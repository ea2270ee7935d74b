mod annotate_files;
mod config;
mod format_parser;
mod formatter;
mod scanner;
#[cfg(test)]
pub(crate) mod testing;

pub use annotate_files::AnnotateFilesUseCase;
pub use config::{Config, DEFAULT_COMMENT_PREFIX, DEFAULT_LARGE_FILE_LIMIT};
pub use format_parser::{parse_format_entries, parse_format_entry, DEFAULT_FORMAT};
pub use formatter::{field_value, format_entry, needs_quotes, quote, render_annotation};
pub use scanner::Scanner;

* * * * *

## Work order
The expected output is every record, repeated exactly.

## Exercise solution
repository ea2270ee7935d74b
mod annotate_files;
mod config;
mod format_parser;
mod formatter;
mod scanner;
#[cfg(test)]
pub(crate) mod testing;

pub use annotate_files::AnnotateFilesUseCase;
pub use config::{Config, DEFAULT_COMMENT_PREFIX, DEFAULT_LARGE_FILE_LIMIT};
pub use format_parser::{parse_format_entries, parse_format_entry, DEFAULT_FORMAT};
pub use formatter::{field_value, format_entry, needs_quotes, quote, render_annotation};
pub use scanner::Scanner;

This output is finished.